Helping hyperactive childrenIt has been advised that drug...


June 23, 1992|By Universal Press Syndicate

Helping hyperactive children

It has been advised that drug treatment be a last resort for hyperactive children. Ritalin, one of the most widely prescribed of hyperactivity drugs, causes weight loss, irritability and other side effects. But are there practical alternatives? An encouraging study from the Hospital for Sick Children in Toronto tested a psychological treatment called cognitive behavior therapy on 25 7- to 13-year-olds. The boys, whose symptoms included disruptive behavior and difficulty concentrating, were given a series of individual therapy sessions plus at-home sessions with their families. Half of them received supportive counseling and additional instructions on problem-solving, like how to get along with siblings, finish homework and get to school on time. The other children were given supportive counseling, but received no other instruction. The parents of the boys who received problem-solving instruction reported the biggest improvement in their children's behavior. In addition, psychological tests showed an improvement in the boys' self-esteem. This may be the first carefully controlled study that tested a drugless treatment for hyperactivity.

Male breast cancer:

Most men are dangerously unaware that they, too, can develop breast cancer. Though the risk is substantially smaller -- slightly more than one in 1,000 men develop the disease compared with one in nine women -- proportionally more men die from it. The mistake they make is in failing to consult a doctor until the cancer is too far gone. This new study shows that men, like women, are more prone to breast cancer if they have a family history of it.

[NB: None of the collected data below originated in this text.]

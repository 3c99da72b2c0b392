//! Pipeline stages: extraction, neighbour search, classification,
//! selection and segment assembly.

/// Iterates a slice in parallel when the `parallel` feature is on.
macro_rules! maybe_par_iter {
    ($slice:expr) => {{
        #[cfg(feature = "parallel")]
        {
            $slice.par_iter()
        }
        #[cfg(not(feature = "parallel"))]
        {
            $slice.iter()
        }
    }};
}

pub mod assemble;
pub mod classify;
pub mod decision;
pub mod extract;
pub mod neighbors;
pub mod ring;
pub mod select;
pub mod study_area;

pub use assemble::{AssembleSegments, Segment, TypedVertex};
pub use classify::{
    Classification, ClassifyInterface, Exposure, ExposureState, ProtectorGroup, VertexClassification,
    Viewpoint,
};
pub use decision::{DecisionTrace, ProtectionTest, Shield};
pub use extract::{ExtractOptions, ExtractVertices};
pub use neighbors::{Neighbor, NeighborIndex, NeighborTable};
pub use ring::{ring_neighbors, triplet, RingNeighbors, VertexTriplet};
pub use select::{BuildInterfaceTable, DistanceBands, InterfaceRow};
pub use study_area::StudyArea;
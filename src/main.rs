//! Command-line front end: reads two feature tables, runs interface
//! detection and writes the interface table and segment lines.
//!
//! ```text
//! wildfire-interface --urban urban.tsv --flammable fuel.tsv --config run.toml --output out/
//! ```

use std::path::PathBuf;
use std::process::ExitCode;

use clap::Parser;
use tracing::{error, info};

use wildfire_interface::config::{InterfaceParams, StudyAreaParams};
use wildfire_interface::error::Stage;
use wildfire_interface::io::{read_layers, write_run, TableSchema};
use wildfire_interface::pipeline::InterfacePipeline;
use wildfire_interface::{InterfaceError, Result};

#[derive(Parser)]
#[command(name = "wildfire-interface")]
#[command(about = "Detect wildland-urban interface vertices between urban and flammable polygons")]
struct Args {
    /// Urban polygons (tab-separated, with a `wkt` column)
    #[arg(long)]
    urban: PathBuf,

    /// Flammable polygons (tab-separated, with a `wkt` column)
    #[arg(long)]
    flammable: PathBuf,

    /// TOML parameter file
    #[arg(short, long)]
    config: Option<PathBuf>,

    /// Output directory
    #[arg(short, long, default_value = ".")]
    output: PathBuf,

    /// Label appended to output file names
    #[arg(long, default_value = "run")]
    label: String,

    /// Write the extended table schema
    #[arg(long)]
    extended: bool,

    /// Study area centre x
    #[arg(long, requires_all = ["y0", "half_width"])]
    x0: Option<f64>,

    /// Study area centre y
    #[arg(long, requires_all = ["x0", "half_width"])]
    y0: Option<f64>,

    /// Study area half-width
    #[arg(long, requires_all = ["x0", "y0"])]
    half_width: Option<f64>,
}

fn main() -> ExitCode {
    // Default: WARN for everything, INFO for this crate. Override with RUST_LOG.
    let env_filter = tracing_subscriber::EnvFilter::from_default_env()
        .add_directive(tracing_subscriber::filter::LevelFilter::WARN.into())
        .add_directive("wildfire_interface=info".parse().unwrap_or_default());
    tracing_subscriber::fmt().with_env_filter(env_filter).init();

    let args = Args::parse();
    match run(&args) {
        Ok(()) => ExitCode::SUCCESS,
        Err(e) => {
            match e.stage() {
                Some(stage) => error!(%stage, "{e}"),
                None => error!("{e}"),
            }
            ExitCode::FAILURE
        }
    }
}

fn run(args: &Args) -> Result<()> {
    let mut params = match &args.config {
        Some(path) => {
            info!(path = %path.display(), "loading parameters");
            InterfaceParams::load(path).map_err(|e| e.in_stage(Stage::Input))?
        }
        None => InterfaceParams::default(),
    };
    if let (Some(x0), Some(y0), Some(half_width)) = (args.x0, args.y0, args.half_width) {
        params.study_area = Some(StudyAreaParams { x0, y0, half_width });
    }

    let (urban, flammable) = read_layers(&args.urban, &args.flammable)?;
    let run = InterfacePipeline::new(&params).run(&urban, &flammable)?;

    std::fs::create_dir_all(&args.output)
        .map_err(|e| InterfaceError::Io {
            path: args.output.clone(),
            source: e,
        })
        .map_err(|e| e.in_stage(Stage::Export))?;
    let schema = if args.extended {
        TableSchema::Extended
    } else {
        TableSchema::Compatible
    };
    let stem = params.file_stem(&args.label, run.study_area.as_ref());
    let outputs = write_run(&args.output, &stem, &run, &params, schema)
        .map_err(|e| e.in_stage(Stage::Export))?;

    info!(
        table = %outputs.table.display(),
        lines = %outputs.lines.display(),
        interface = run.classification.interface_count(),
        "done"
    );
    Ok(())
}
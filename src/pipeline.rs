//! End-to-end interface detection over two polygon layers.

use std::borrow::Cow;

use tracing::info;

use crate::config::InterfaceParams;
use crate::error::{GeometryInputError, InterfaceError, Result, Stage};
use crate::geometry::{FeatureLayer, LayerRole, VertexSet};
use crate::operations::{
    AssembleSegments, BuildInterfaceTable, Classification, ClassifyInterface, DistanceBands,
    ExtractVertices, InterfaceRow, Segment, StudyArea,
};

/// Everything produced by one run.
#[derive(Debug, Clone)]
pub struct InterfaceRun {
    /// Study area after snapping, if one was configured.
    pub study_area: Option<StudyArea>,
    pub urban: VertexSet,
    pub flammable: VertexSet,
    pub classification: Classification,
    pub table: Vec<InterfaceRow>,
    pub segments: Vec<Segment>,
}

/// Runs extraction, classification, selection and assembly in order.
///
/// Any failure is reported with the stage that raised it.
pub struct InterfacePipeline<'a> {
    params: &'a InterfaceParams,
}

impl<'a> InterfacePipeline<'a> {
    #[must_use]
    pub fn new(params: &'a InterfaceParams) -> Self {
        Self { params }
    }

    /// Runs the pipeline.
    ///
    /// # Errors
    ///
    /// Returns a `ConfigError` for invalid parameters, otherwise an
    /// `InterfaceError::StageFailed` naming the stage that failed.
    pub fn run(&self, urban: &FeatureLayer, flammable: &FeatureLayer) -> Result<InterfaceRun> {
        self.params.validate()?;

        let study_area = self
            .params
            .study_area()
            .map(|area| area.snap_to_boundary(urban))
            .transpose()
            .map_err(|e| e.in_stage(Stage::StudyArea))?;
        let (urban, flammable) = match &study_area {
            Some(area) => {
                info!(
                    x0 = area.center().x,
                    y0 = area.center().y,
                    half_width = area.half_width(),
                    "applying study area"
                );
                let urban = area.clip_layer(urban);
                let flammable = area.clip_layer(flammable);
                for layer in [&urban, &flammable] {
                    if layer.is_empty() {
                        let err: InterfaceError = GeometryInputError::EmptyLayer {
                            layer: layer.name.clone(),
                        }
                        .into();
                        return Err(err.in_stage(Stage::StudyArea));
                    }
                }
                (Cow::Owned(urban), Cow::Owned(flammable))
            }
            None => (Cow::Borrowed(urban), Cow::Borrowed(flammable)),
        };

        let urban_vertices = ExtractVertices::from_params(&urban, LayerRole::Urban, self.params)
            .execute()
            .map_err(|e| e.in_stage(Stage::Extraction))?;
        let flammable_vertices = ExtractVertices::from_params(&flammable, LayerRole::Flammable, self.params)
            .execute()
            .map_err(|e| e.in_stage(Stage::Extraction))?;

        let classification = ClassifyInterface::new(&urban_vertices, &flammable_vertices, self.params)
            .execute()
            .map_err(|e| e.in_stage(Stage::Classification))?;

        let bands = DistanceBands::from_params(self.params);
        let max_type = bands.max_type();
        let table = BuildInterfaceTable::new(&urban_vertices, &flammable_vertices, &classification, bands)
            .execute()
            .map_err(|e| e.in_stage(Stage::Selection))?;

        let typed: Vec<_> = table.iter().map(InterfaceRow::typed_vertex).collect();
        let segments = AssembleSegments::new(max_type)
            .execute(&typed)
            .map_err(|e| e.in_stage(Stage::Assembly))?;

        Ok(InterfaceRun {
            study_area,
            urban: urban_vertices,
            flammable: flammable_vertices,
            classification,
            table,
            segments,
        })
    }
}
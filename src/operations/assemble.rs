use std::collections::BTreeSet;

use tracing::info;

use crate::error::{Result, StructuralError};
use crate::geometry::PartKey;
use crate::math::Point2;

/// A table row reduced to what segment assembly needs.
#[derive(Debug, Clone, Copy, PartialEq)]
pub struct TypedVertex {
    pub part: PartKey,
    pub point: Point2,
    pub vert_type: u32,
}

/// A polyline of consecutive vertices sharing part and type.
#[derive(Debug, Clone, PartialEq)]
pub struct Segment {
    pub part: PartKey,
    pub vert_type: u32,
    pub points: Vec<Point2>,
}

impl Segment {
    fn start(vertex: &TypedVertex, points: Vec<Point2>) -> Self {
        Self {
            part: vertex.part,
            vert_type: vertex.vert_type,
            points,
        }
    }
}

/// Groups typed vertices into polylines.
///
/// Vertices must be ordered by part, then ring position. A type change
/// inside a part closes the current run at the midpoint of the changing
/// edge and opens the next run there, so consecutive segments touch. A part
/// change closes the run outright. Runs shorter than two points and runs of
/// `max_type` or above are dropped.
#[derive(Debug, Clone, Copy)]
pub struct AssembleSegments {
    max_type: u32,
}

impl AssembleSegments {
    #[must_use]
    pub fn new(max_type: u32) -> Self {
        Self { max_type }
    }

    /// Runs the assembly.
    ///
    /// # Errors
    ///
    /// Returns `StructuralError::NonContiguousPart` when a part reappears
    /// after another part has started.
    pub fn execute(&self, vertices: &[TypedVertex]) -> Result<Vec<Segment>> {
        let mut segments = Vec::new();
        let mut current: Option<Segment> = None;
        let mut closed: BTreeSet<PartKey> = BTreeSet::new();

        for vertex in vertices {
            if closed.contains(&vertex.part) {
                return Err(StructuralError::NonContiguousPart {
                    part: vertex.part.to_string(),
                }
                .into());
            }
            let next = match current.take() {
                Some(mut run) if run.part == vertex.part && run.vert_type == vertex.vert_type => {
                    run.points.push(vertex.point);
                    run
                }
                Some(mut run) if run.part == vertex.part => {
                    let mid = run
                        .points
                        .last()
                        .map_or(vertex.point, |last| nalgebra::center(last, &vertex.point));
                    run.points.push(mid);
                    self.finish(run, &mut segments);
                    Segment::start(vertex, vec![mid, vertex.point])
                }
                Some(run) => {
                    closed.insert(run.part);
                    self.finish(run, &mut segments);
                    Segment::start(vertex, vec![vertex.point])
                }
                None => Segment::start(vertex, vec![vertex.point]),
            };
            current = Some(next);
        }
        if let Some(run) = current {
            self.finish(run, &mut segments);
        }

        info!(vertices = vertices.len(), segments = segments.len(), "assembled segments");
        Ok(segments)
    }

    fn finish(&self, run: Segment, segments: &mut Vec<Segment>) {
        if run.points.len() >= 2 && run.vert_type < self.max_type {
            segments.push(run);
        }
    }
}
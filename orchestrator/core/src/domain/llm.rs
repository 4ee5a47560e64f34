// Copyright (c) 2026 100monkeys.ai
// SPDX-License-Identifier: AGPL-3.0
//! Llm
//!
//! Streaming inference port (Anti-Corruption Layer).
//!
//! # Architecture
//!
//! - **Layer:** Domain Layer
//! - **Purpose:** Treats model inference as an opaque async operation that
//!   yields token chunks and eventually completes or fails. Implementations
//!   live in `infrastructure/llm/`.
//!
//! Dropping a [`TokenStream`] is the cancellation signal: adapters must stop
//! generation upstream when their stream is dropped.

use async_trait::async_trait;
use futures::stream::BoxStream;
use futures::StreamExt;
use serde::{Deserialize, Serialize};

/// Raw token chunks as produced by the model.
pub type TokenStream = BoxStream<'static, Result<String, InferenceError>>;

/// Domain interface for streaming inference backends
#[async_trait]
pub trait InferenceBackend: Send + Sync {
    /// Start a generation. The returned stream yields chunks until the model
    /// finishes, fails, or the stream is dropped.
    async fn generate(&self, request: GenerationRequest) -> Result<TokenStream, InferenceError>;

    /// Model identifier reported in `loading` frames.
    fn model(&self) -> &str;

    /// Check if provider is healthy and accessible
    async fn health_check(&self) -> Result<(), InferenceError>;
}

/// One generation request. `system` is the trusted instruction channel;
/// `prompt` may carry user-supplied text.
#[derive(Debug, Clone, Serialize, Deserialize)]
pub struct GenerationRequest {
    #[serde(default, skip_serializing_if = "Option::is_none")]
    pub system: Option<String>,
    pub prompt: String,
    #[serde(default)]
    pub options: GenerationOptions,
}

impl GenerationRequest {
    pub fn new(prompt: impl Into<String>) -> Self {
        Self {
            system: None,
            prompt: prompt.into(),
            options: GenerationOptions::default(),
        }
    }

    pub fn with_system(mut self, system: impl Into<String>) -> Self {
        self.system = Some(system.into());
        self
    }

    pub fn with_options(mut self, options: GenerationOptions) -> Self {
        self.options = options;
        self
    }
}

/// Options for LLM generation
#[derive(Debug, Clone, Serialize, Deserialize)]
pub struct GenerationOptions {
    /// Maximum tokens to generate
    pub max_tokens: Option<u32>,

    /// Sampling temperature (0.0 = deterministic, 1.0 = creative)
    pub temperature: Option<f32>,
}

impl Default for GenerationOptions {
    fn default() -> Self {
        Self {
            max_tokens: Some(4096),
            temperature: Some(0.7),
        }
    }
}

impl GenerationOptions {
    pub fn fast() -> Self {
        Self {
            max_tokens: Some(512),
            temperature: Some(0.5),
        }
    }

    /// Low temperature for scoring and planning calls.
    pub fn precise() -> Self {
        Self {
            max_tokens: Some(1024),
            temperature: Some(0.1),
        }
    }
}

/// Errors that can occur during inference
#[derive(Debug, Clone, PartialEq, thiserror::Error)]
pub enum InferenceError {
    #[error("Network error: {0}")]
    Network(String),

    #[error("Model not found: {0}")]
    ModelNotFound(String),

    #[error("Provider error: {0}")]
    Provider(String),

    #[error("Invalid input: {0}")]
    InvalidInput(String),
}

/// Drains a token stream into one string. Used by stages that need the whole
/// completion rather than live tokens.
pub async fn collect_completion(mut stream: TokenStream) -> Result<String, InferenceError> {
    let mut text = String::new();
    while let Some(chunk) = stream.next().await {
        text.push_str(&chunk?);
    }
    Ok(text)
}
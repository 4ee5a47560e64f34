// Copyright (c) 2026 100monkeys.ai
// SPDX-License-Identifier: AGPL-3.0
//! Event Stream
//!
//! Single-writer framed channel from one request task to one caller. The
//! writer half enforces that exactly one terminal event (`Error` or `Done`)
//! is sent and nothing follows it. The reader half is a `Stream` consumed
//! once, in production order.

use std::future::Future;
use std::pin::Pin;
use std::task::{Context, Poll};

use futures::Stream;
use thiserror::Error;
use tokio::sync::mpsc;
use tracing::trace;

use crate::domain::admission::RequestId;
use crate::domain::stream::StreamEvent;

#[derive(Debug, Error, Clone, Copy, PartialEq, Eq)]
pub enum StreamError {
    /// The reader half was dropped (caller disconnected).
    #[error("event stream receiver disconnected")]
    Disconnected,

    #[error("event stream already terminated")]
    Terminated,
}

pub fn event_channel(request_id: RequestId, capacity: usize) -> (EventSink, EventReceiver) {
    let (tx, rx) = mpsc::channel(capacity.max(1));
    (
        EventSink {
            request_id,
            tx,
            terminated: false,
        },
        EventReceiver { rx },
    )
}

#[derive(Debug)]
pub struct EventSink {
    request_id: RequestId,
    tx: mpsc::Sender<StreamEvent>,
    terminated: bool,
}

impl EventSink {
    pub fn request_id(&self) -> RequestId {
        self.request_id
    }

    pub async fn send(&mut self, event: StreamEvent) -> Result<(), StreamError> {
        if self.terminated {
            return Err(StreamError::Terminated);
        }
        let terminal = event.is_terminal();
        trace!(request_id = %self.request_id, event = event.kind(), "frame");
        self.tx
            .send(event)
            .await
            .map_err(|_| StreamError::Disconnected)?;
        if terminal {
            self.terminated = true;
        }
        Ok(())
    }

    pub fn is_terminated(&self) -> bool {
        self.terminated
    }

    /// Resolves once the caller has dropped the reader half. The returned
    /// future keeps the channel open until it completes or is dropped.
    pub fn disconnect_signal(&self) -> impl Future<Output = ()> + Send + 'static {
        let tx = self.tx.clone();
        async move { tx.closed().await }
    }
}

#[derive(Debug)]
pub struct EventReceiver {
    rx: mpsc::Receiver<StreamEvent>,
}

impl Stream for EventReceiver {
    type Item = StreamEvent;

    fn poll_next(mut self: Pin<&mut Self>, cx: &mut Context<'_>) -> Poll<Option<Self::Item>> {
        self.rx.poll_recv(cx)
    }
}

Researchers at the University of Washington School of Public Health and Community Medicine compared 227 male breast cancer patients with 300 men who didn't have the disease. The study found that if a man had a female relative with breast cancer, he was twice as likely to develop the disease. Having a male relative with breast cancer increased his risk four times. The closer the relative by blood, the greater the risk. This is important information, but perhaps even more valuable is that this study exists in the first place, and is helping alert the public to the fact that breast cancer is about men, too.

Sneak attack of herpes:

Eighteen women in Edinburgh, Scotland, recently came down with genital herpes even though their partners were using condoms. Where did the virus come from? The mystery was solved by researchers at the University of Edinburgh when they figured out that the women's partners had passed on the infection from cold sores on their mouths during oral sex. If you occasionally get cold sores -- and most people do, sooner or later -- take heed. The virus causing the cold sores is a form of the one that leads to genital herpes, and can be transmitted from your mouth to your sexual partner's genitals even when no sores or blisters are present. It may not be realistic to avoid oral sex altogether, or to protect others using latex mouth guards. But at the very least, you should be aware of your ability to pass on the virus, and inform any sexual partners of that fact.

New health-care program:

The federal government is about to make a landmark decision on a radical new health-care program in Oregon that could open the way for all the states to plunge ahead with independent medical plans. Administration and congressional sources said the decision, expected in the next few days, is likely to allow Oregon to go ahead with its plan to expand health-care coverage to all of the state's poor while rationing coverage of some procedures for those on Medicaid. Oregon needs federal approval to implement its plan because Medicaid is a federal-state program. While the Bush administration is open to state experimentation with medical programs, its officials worry about the cost of programs like Oregon's. State officials estimate that it would take an additional $60 million in federal money to implement its three-part health-care plan, which would cover 450,000 now-uninsured people, require employers to offer insurance to their workers and ration care for Medicaid recipients by ranking medical procedures and disallowing coverage for low-priority ones. The federal government contributes $260 million to the acute-care part of Medicaid in Oregon; the state's share is $160 million. Oregon officials say their share would rise by $33 million under the new program.